PERSONAL: Born April 9, 1952, in Winston-Salem, NC; son of David K. (a school administrator) and Dorothy E. (a teacher; maiden name, Spears) Tally; married Melinda Kahn (an art gallery director), December 11, 1977. Education: Yale University, B.A., 1974, M.F.A., 1977.

ADDRESSES: Home—New York, NY. Agent—Arlene Donovan, International Creative Management, 40 West 57th St., New York, NY 10019.

CAREER: Playwright and screenwriter, 1977—. Playwriting seminar instructor at Yale University, 1977-79; master artist-in-residence at Atlantic Center for the Arts, 1983.

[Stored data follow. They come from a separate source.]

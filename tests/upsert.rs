use tablesync::error::{SyncError, WarehouseError, WarehouseResult};
use tablesync::types::{Snapshot, Value};
use tablesync::upsert::{StagedUpserter, UpsertOptions, UpsertOutcome, staging_table_name};
use tablesync::warehouse::{Dialect, SqliteWarehouse, TableName, Warehouse};

/// Records every statement and optionally fails the first one starting with `fail_on`.
struct Recording<W> {
    inner: W,
    statements: Vec<String>,
    fail_on: Option<&'static str>,
}

impl<W: Warehouse> Recording<W> {
    fn new(inner: W) -> Self {
        Self {
            inner,
            statements: Vec::new(),
            fail_on: None,
        }
    }

    fn failing_on(inner: W, prefix: &'static str) -> Self {
        Self {
            fail_on: Some(prefix),
            ..Self::new(inner)
        }
    }
}

impl<W: Warehouse> Warehouse for Recording<W> {
    fn dialect(&self) -> Dialect {
        self.inner.dialect()
    }

    fn execute(&mut self, sql: &str, params: &[Value]) -> WarehouseResult<u64> {
        self.statements.push(sql.to_string());
        if self.fail_on.is_some_and(|prefix| sql.starts_with(prefix)) {
            return Err(WarehouseError::Unsupported {
                message: "injected failure".to_string(),
            });
        }
        self.inner.execute(sql, params)
    }

    fn query(&mut self, sql: &str, params: &[Value]) -> WarehouseResult<Snapshot> {
        self.statements.push(sql.to_string());
        self.inner.query(sql, params)
    }

    fn table_exists(&mut self, table: &TableName) -> WarehouseResult<bool> {
        self.inner.table_exists(table)
    }

    fn close(self: Box<Self>) -> WarehouseResult<()> {
        Box::new(self.inner).close()
    }
}

fn target() -> TableName {
    TableName::unqualified("skus")
}

fn seeded() -> SqliteWarehouse {
    let mut wh = SqliteWarehouse::open_in_memory().unwrap();
    wh.execute("CREATE TABLE skus (sku TEXT, tier INTEGER, notes TEXT)", &[])
        .unwrap();
    wh.execute(
        "INSERT INTO skus VALUES ('A', 1, 'old a'), ('B', 2, 'old b'), ('C', 3, 'old c')",
        &[],
    )
    .unwrap();
    wh
}

fn contents(wh: &mut dyn Warehouse) -> Vec<Vec<Value>> {
    wh.query("SELECT sku, tier, notes FROM skus ORDER BY sku", &[])
        .unwrap()
        .rows
}

fn snapshot(rows: &[(&str, i64, Option<&str>)]) -> Snapshot {
    Snapshot::from_rows(
        vec!["sku".into(), "tier".into(), "notes".into()],
        rows.iter()
            .map(|(sku, tier, notes)| vec![Value::from(*sku), Value::Int64(*tier), Value::from(*notes)])
            .collect(),
    )
}

fn row(sku: &str, tier: i64, notes: Option<&str>) -> Vec<Value> {
    vec![Value::from(sku), Value::Int64(tier), Value::from(notes)]
}

#[test]
fn replaces_matched_rows_and_inserts_new_ones() {
    let mut wh = seeded();
    let snap = snapshot(&[("B", 20, Some("new b")), ("D", 4, None)]);

    let outcome = StagedUpserter::default()
        .upsert(&mut wh, &snap, &target(), &["sku"])
        .unwrap();

    let report = outcome.report().expect("applied");
    assert_eq!(report.rows_staged, 2);
    assert_eq!(report.rows_deleted, 1);
    assert_eq!(report.rows_inserted, 2);
    assert_eq!(
        contents(&mut wh),
        vec![
            row("A", 1, Some("old a")),
            row("B", 20, Some("new b")),
            row("C", 3, Some("old c")),
            row("D", 4, None),
        ]
    );
}

#[test]
fn empty_snapshot_never_touches_the_warehouse() {
    let mut wh = Recording::new(seeded());
    let before = contents(&mut wh);
    wh.statements.clear();

    let outcome = StagedUpserter::default()
        .upsert(&mut wh, &snapshot(&[]), &target(), &["sku"])
        .unwrap();

    assert_eq!(outcome, UpsertOutcome::SkippedEmpty);
    assert!(wh.statements.is_empty(), "{:?}", wh.statements);
    assert_eq!(contents(&mut wh), before);
}

#[test]
fn missing_key_column_fails_before_any_warehouse_access() {
    let mut wh = Recording::new(seeded());
    let before = contents(&mut wh);
    wh.statements.clear();

    let err = StagedUpserter::default()
        .upsert(&mut wh, &snapshot(&[("A", 9, None)]), &target(), &["product_code"])
        .unwrap_err();

    match err {
        SyncError::Precondition { target, message } => {
            assert_eq!(target, "skus");
            assert!(message.contains("product_code"), "{message}");
        }
        other => panic!("unexpected error: {other}"),
    }
    assert!(wh.statements.is_empty());
    assert_eq!(contents(&mut wh), before);
}

#[test]
fn duplicate_keys_fail_before_any_warehouse_access() {
    let mut wh = Recording::new(seeded());
    let err = StagedUpserter::default()
        .upsert(
            &mut wh,
            &snapshot(&[("A", 1, None), ("A", 2, None)]),
            &target(),
            &["sku"],
        )
        .unwrap_err();
    assert!(matches!(err, SyncError::Precondition { .. }));
    assert!(wh.statements.is_empty());
}

fn assert_rejected_as_duplicate(keys: [Value; 2]) {
    let mut wh = Recording::new(SqliteWarehouse::open_in_memory().unwrap());
    let [first, second] = keys;
    let snap = Snapshot::from_rows(
        vec!["k".into(), "v".into()],
        vec![vec![first, Value::from("a")], vec![second, Value::from("b")]],
    );

    let err = StagedUpserter::default()
        .upsert(&mut wh, &snap, &TableName::unqualified("kv"), &["k"])
        .unwrap_err();
    assert!(matches!(err, SyncError::Precondition { .. }), "{err}");
    assert!(err.to_string().contains("rows 1 and 2"), "{err}");
    assert!(wh.statements.is_empty());
}

#[test]
fn integer_and_float_keys_that_stage_equal_are_duplicates() {
    assert_rejected_as_duplicate([Value::Int64(1), Value::Float64(1.0)]);
    assert_rejected_as_duplicate([Value::Float64(0.0), Value::Float64(-0.0)]);
}

#[test]
fn integer_and_text_keys_that_stage_equal_are_duplicates() {
    assert_rejected_as_duplicate([Value::Int64(1), Value::from("1")]);
}

#[test]
fn missing_target_is_reported_before_staging() {
    let mut wh = Recording::new(SqliteWarehouse::open_in_memory().unwrap());
    let err = StagedUpserter::default()
        .upsert(&mut wh, &snapshot(&[("A", 1, None)]), &target(), &["sku"])
        .unwrap_err();

    assert!(err.to_string().contains("does not exist"), "{err}");
    assert!(matches!(err, SyncError::Precondition { .. }));
    assert!(wh.statements.is_empty());
}

#[test]
fn failed_insert_rolls_back_the_delete() {
    let mut wh = Recording::failing_on(seeded(), "INSERT INTO \"skus\"");
    let before = contents(&mut wh);

    let err = StagedUpserter::default()
        .upsert(
            &mut wh,
            &snapshot(&[("A", 10, Some("new a")), ("E", 5, None)]),
            &target(),
            &["sku"],
        )
        .unwrap_err();

    match &err {
        SyncError::Transaction { target, .. } => assert_eq!(target, "skus"),
        other => panic!("unexpected error: {other}"),
    }
    assert!(wh.statements.iter().any(|s| s.starts_with("DELETE FROM \"skus\"")));
    assert!(wh.statements.iter().any(|s| s == "ROLLBACK"));
    assert_eq!(contents(&mut wh), before);

    let staging = staging_table_name(Dialect::Sqlite, &UpsertOptions::default().staging_prefix, &target());
    assert!(!wh.table_exists(&staging).unwrap());
}

#[test]
fn failed_staging_load_leaves_no_staging_table() {
    let mut wh = Recording::failing_on(seeded(), "INSERT INTO \"coda_staging_skus_");
    let before = contents(&mut wh);

    let err = StagedUpserter::default()
        .upsert(&mut wh, &snapshot(&[("A", 10, None)]), &target(), &["sku"])
        .unwrap_err();

    assert!(matches!(err, SyncError::Transaction { .. }));
    assert!(wh.statements.last().unwrap().starts_with("DROP TABLE IF EXISTS"));
    let staging = staging_table_name(Dialect::Sqlite, "coda_staging", &target());
    assert!(!wh.table_exists(&staging).unwrap());
    assert_eq!(contents(&mut wh), before);
}

#[test]
fn staging_table_is_gone_after_success() {
    let mut wh = seeded();
    let outcome = StagedUpserter::default()
        .upsert(&mut wh, &snapshot(&[("A", 10, None)]), &target(), &["sku"])
        .unwrap();

    let report = outcome.report().unwrap();
    assert_eq!(
        report.staging_table,
        staging_table_name(Dialect::Sqlite, "coda_staging", &target())
    );
    assert!(!wh.table_exists(&report.staging_table).unwrap());
}

#[test]
fn repeated_sync_is_idempotent() {
    let mut once = seeded();
    let mut twice = seeded();
    let snap = snapshot(&[("B", 7, Some("b")), ("Z", 26, Some("z"))]);
    let upserter = StagedUpserter::default();

    upserter.upsert(&mut once, &snap, &target(), &["sku"]).unwrap();
    upserter.upsert(&mut twice, &snap, &target(), &["sku"]).unwrap();
    upserter.upsert(&mut twice, &snap, &target(), &["sku"]).unwrap();

    assert_eq!(contents(&mut once), contents(&mut twice));
}

#[test]
fn values_are_bound_not_interpolated() {
    let mut wh = Recording::new(seeded());
    let snap = snapshot(&[("x'); DROP TABLE skus; --", 1, Some("it's"))]);

    StagedUpserter::default()
        .upsert(&mut wh, &snap, &target(), &["sku"])
        .unwrap();

    assert!(wh.statements.iter().all(|s| !s.contains("it's")));
    let rows = contents(&mut wh);
    assert_eq!(rows.len(), 4);
    assert!(rows.contains(&row("x'); DROP TABLE skus; --", 1, Some("it's"))));
}

#[test]
fn small_batches_stage_every_row() {
    let mut wh = Recording::new(seeded());
    let snap = snapshot(&[("A", 1, None), ("B", 2, None), ("C", 3, None)]);
    let upserter = StagedUpserter::new(UpsertOptions {
        staging_prefix: "stage".into(),
        batch_size: 2,
    });

    let outcome = upserter.upsert(&mut wh, &snap, &target(), &["sku"]).unwrap();

    assert_eq!(outcome.report().unwrap().rows_staged, 3);
    let staging_inserts = wh
        .statements
        .iter()
        .filter(|s| s.starts_with("INSERT INTO \"stage_skus_"))
        .count();
    assert_eq!(staging_inserts, 2);
    assert_eq!(contents(&mut wh).len(), 3);
}

#[test]
fn composite_keys_and_schema_qualified_targets() {
    let mut wh = SqliteWarehouse::open_in_memory().unwrap();
    wh.execute("CREATE TABLE grants (sku TEXT, tab TEXT, level INTEGER)", &[])
        .unwrap();
    wh.execute(
        "INSERT INTO grants VALUES ('A', 'x', 1), ('A', 'y', 1), ('B', 'x', 1)",
        &[],
    )
    .unwrap();
    let snap = Snapshot::from_rows(
        vec!["sku".into(), "tab".into(), "level".into()],
        vec![vec![Value::from("A"), Value::from("y"), Value::Int64(5)]],
    );
    let target = TableName::new(Some("main".into()), "grants");

    let outcome = StagedUpserter::default()
        .upsert(&mut wh, &snap, &target, &["sku", "tab"])
        .unwrap();

    assert_eq!(outcome.report().unwrap().rows_deleted, 1);
    let levels = wh
        .query("SELECT sku, tab, level FROM grants ORDER BY sku, tab", &[])
        .unwrap()
        .rows;
    assert_eq!(
        levels,
        vec![
            vec![Value::from("A"), Value::from("x"), Value::Int64(1)],
            vec![Value::from("A"), Value::from("y"), Value::Int64(5)],
            vec![Value::from("B"), Value::from("x"), Value::Int64(1)],
        ]
    );
}
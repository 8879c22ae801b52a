//! Extractor: full table pull from a [`DocumentSource`] into a normalized [`Snapshot`].
//!
//! Every extraction is a full read; there is no filtering or delta logic. Column names are
//! normalized (see [`crate::normalize`]) and cell values are passed through as the source
//! returned them, apart from the per-column type inference done by [`Snapshot::from_rows`].
//!
//! A table with zero rows is a successful extraction: callers check [`Snapshot::is_empty`] and
//! skip the sync.

use crate::error::{SyncError, SyncResult};
use crate::normalize::normalize_columns;
use crate::source::{DocumentSource, RawTable};
use crate::types::Snapshot;

/// Reads tables from a source and normalizes them.
#[derive(Debug, Clone)]
pub struct Extractor<S> {
    source: S,
}

impl<S: DocumentSource> Extractor<S> {
    /// Wrap a document source.
    pub fn new(source: S) -> Self {
        Self { source }
    }

    /// Fetch `table_id` from `document_id` as a normalized snapshot.
    ///
    /// Any source failure (missing credential, transport, not found, malformed response) is
    /// reported as [`SyncError::Extraction`] naming the document and table.
    pub fn extract(&self, document_id: &str, table_id: &str) -> SyncResult<Snapshot> {
        let raw = self
            .source
            .get_table(document_id, table_id)
            .map_err(|source| SyncError::Extraction {
                document_id: document_id.to_string(),
                table_id: table_id.to_string(),
                source,
            })?;

        let snapshot = snapshot_from_raw(raw)?;
        tracing::info!(
            document_id,
            table_id,
            rows = snapshot.row_count(),
            columns = snapshot.schema.len(),
            "extracted table"
        );
        Ok(snapshot)
    }
}

/// Normalize a raw table's column names and build a snapshot from it.
pub fn snapshot_from_raw(raw: RawTable) -> SyncResult<Snapshot> {
    let columns = normalize_columns(raw.columns.as_slice())?;
    Ok(Snapshot::from_rows(columns, raw.rows))
}
//! Warehouse clients.
//!
//! The sync procedures only need a small, blocking surface from a warehouse: execute a
//! statement, run a query, and control a transaction. That surface is the [`Warehouse`] trait;
//! SQL text differences between backends live in [`dialect::Dialect`].
//!
//! Backends:
//! - [`sqlite::SqliteWarehouse`]: embedded database file (always available)
//! - `redshift::RedshiftWarehouse`: Redshift / Postgres over the wire (feature `redshift`)
//!
//! Values are always passed as bound parameters. Identifiers are quoted by the dialect.

pub mod dialect;
#[cfg(feature = "redshift")]
pub mod redshift;
pub mod sqlite;

use std::fmt;

use crate::config::{ConnectionKind, WarehouseConfig};
use crate::error::{SyncResult, WarehouseError, WarehouseResult};
use crate::types::{Snapshot, Value};

pub use dialect::Dialect;
pub use sqlite::SqliteWarehouse;

/// A possibly schema-qualified table name.
#[derive(Debug, Clone, PartialEq, Eq, Hash)]
pub struct TableName {
    /// Schema (Postgres/Redshift) or attached database (SQLite).
    pub schema: Option<String>,
    /// Table name.
    pub name: String,
}

impl TableName {
    /// Create a table name.
    pub fn new(schema: Option<String>, name: impl Into<String>) -> Self {
        Self {
            schema,
            name: name.into(),
        }
    }

    /// A table name without schema.
    pub fn unqualified(name: impl Into<String>) -> Self {
        Self::new(None, name)
    }

    /// Parse `schema.table` or `table`.
    pub fn parse(qualified: &str) -> Self {
        match qualified.split_once('.') {
            Some((schema, name)) => Self::new(Some(schema.to_string()), name),
            None => Self::unqualified(qualified),
        }
    }
}

impl fmt::Display for TableName {
    fn fmt(&self, f: &mut fmt::Formatter<'_>) -> fmt::Result {
        match &self.schema {
            Some(schema) => write!(f, "{schema}.{}", self.name),
            None => f.write_str(&self.name),
        }
    }
}

/// A blocking connection to a SQL warehouse.
pub trait Warehouse {
    /// SQL dialect spoken by this connection.
    fn dialect(&self) -> Dialect;

    /// Execute a statement, returning the number of affected rows.
    fn execute(&mut self, sql: &str, params: &[Value]) -> WarehouseResult<u64>;

    /// Run a query and collect its result set.
    fn query(&mut self, sql: &str, params: &[Value]) -> WarehouseResult<Snapshot>;

    /// Open a transaction.
    fn begin(&mut self) -> WarehouseResult<()> {
        self.execute("BEGIN", &[]).map(|_| ())
    }

    /// Commit the open transaction.
    fn commit(&mut self) -> WarehouseResult<()> {
        self.execute("COMMIT", &[]).map(|_| ())
    }

    /// Roll back the open transaction.
    fn rollback(&mut self) -> WarehouseResult<()> {
        self.execute("ROLLBACK", &[]).map(|_| ())
    }

    /// Whether `table` exists.
    fn table_exists(&mut self, table: &TableName) -> WarehouseResult<bool>;

    /// Close the connection.
    fn close(self: Box<Self>) -> WarehouseResult<()>;
}

/// Opens warehouse connections on demand.
pub trait Connector {
    /// Open a new connection.
    fn connect(&self) -> WarehouseResult<Box<dyn Warehouse>>;

    /// Reject settings that can never connect, before any table is extracted.
    fn validate(&self) -> SyncResult<()> {
        Ok(())
    }
}

impl<F> Connector for F
where
    F: Fn() -> WarehouseResult<Box<dyn Warehouse>>,
{
    fn connect(&self) -> WarehouseResult<Box<dyn Warehouse>> {
        self()
    }
}

impl Connector for WarehouseConfig {
    fn validate(&self) -> SyncResult<()> {
        WarehouseConfig::validate(self)
    }

    fn connect(&self) -> WarehouseResult<Box<dyn Warehouse>> {
        match self.kind {
            ConnectionKind::Sqlite => {
                let path = self.path.as_ref().ok_or_else(|| WarehouseError::Unsupported {
                    message: "sqlite connection without a database path".to_string(),
                })?;
                tracing::info!(path = %path.display(), "opening sqlite warehouse");
                Ok(Box::new(SqliteWarehouse::open(path)?))
            }
            ConnectionKind::Redshift | ConnectionKind::Postgres => connect_network(self),
        }
    }
}

#[cfg(feature = "redshift")]
fn connect_network(config: &WarehouseConfig) -> WarehouseResult<Box<dyn Warehouse>> {
    tracing::info!(host = %config.host, port = config.port, database = %config.database, "connecting to warehouse");
    Ok(Box::new(redshift::RedshiftWarehouse::connect(config)?))
}

#[cfg(not(feature = "redshift"))]
fn connect_network(config: &WarehouseConfig) -> WarehouseResult<Box<dyn Warehouse>> {
    Err(WarehouseError::Unsupported {
        message: format!(
            "{:?} connections not enabled (enable cargo feature 'redshift')",
            config.kind
        ),
    })
}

MEMBER: Writer's Guild of America, Dramatists Guild, Playwrights Horizons (member of artistic board), Academy of Motion Picture Arts and Sciences.

AWARDS, HONORS: Yale University Kazan Award and Theron Rockwell Field Prize, both 1977, and Drama-Logue award, 1979, all for Terra Nova; Columbia Broadcasting System (CBS) Foundation playwriting fellowship, 1977; New York State Creative Artists Public Service grant, 1980; John Gassner Award, New York Outer Critics Circle, 1981, for Coming Attractions; National Endowment for the Arts grant, 1983-84; Obie Award, Village Voice, 1984, for Terra Nova; Guggenheim fellowship, 1985-86; Christopher Award, 1988, for The Father Clements Story; Academy Award for best screenplay based on material previously produced or published, 1991, for Silence of the Lambs.

WRITINGS:

SCREENPLAYS

White Palace (adapted from the novel by Glenn Savan), Universal Pictures, 1990.

The Silence of the Lambs (adapted from the novel by Thomas Harris), Orion Pictures, 1990.

Before and After (adapted from the novel by Rosellen Brown), Buena Vista, 1996.

The Juror (adapted from the novel by George Dawes Green), Columbia Pictures, 1996.

All the Pretty Horses (adapted from the novel by Cormac McCarthy), Miramax Films, 2000.

Mission to Mars, Touchstone Pictures, 2000.

Red Dragon (adapted from the novel by Thomas Harris), Universal Pictures, 2002.

PLAYS

Terra Nova (two-act; first produced in New Haven, CT, 1977; produced off-Broadway, 1984), Doubleday (New York, NY), 1981.

Hooters (two-act; first produced off-Broadway, 1978), Dramatists Play Service (New York, NY), 1978.

Coming Attractions (one-act; first produced off-Broadway, 1980), Samuel French (New York, NY), 1982.

Silver Linings (revues), Dramatists Play Service (New York, NY), 1983.

Little Footsteps (two-act; first produced off-Broadway, 1986), Doubleday (New York, NY), 1986.

TELEVISION SCRIPTS

Hooters (adapted from author's play), Playboy Channel, 1983.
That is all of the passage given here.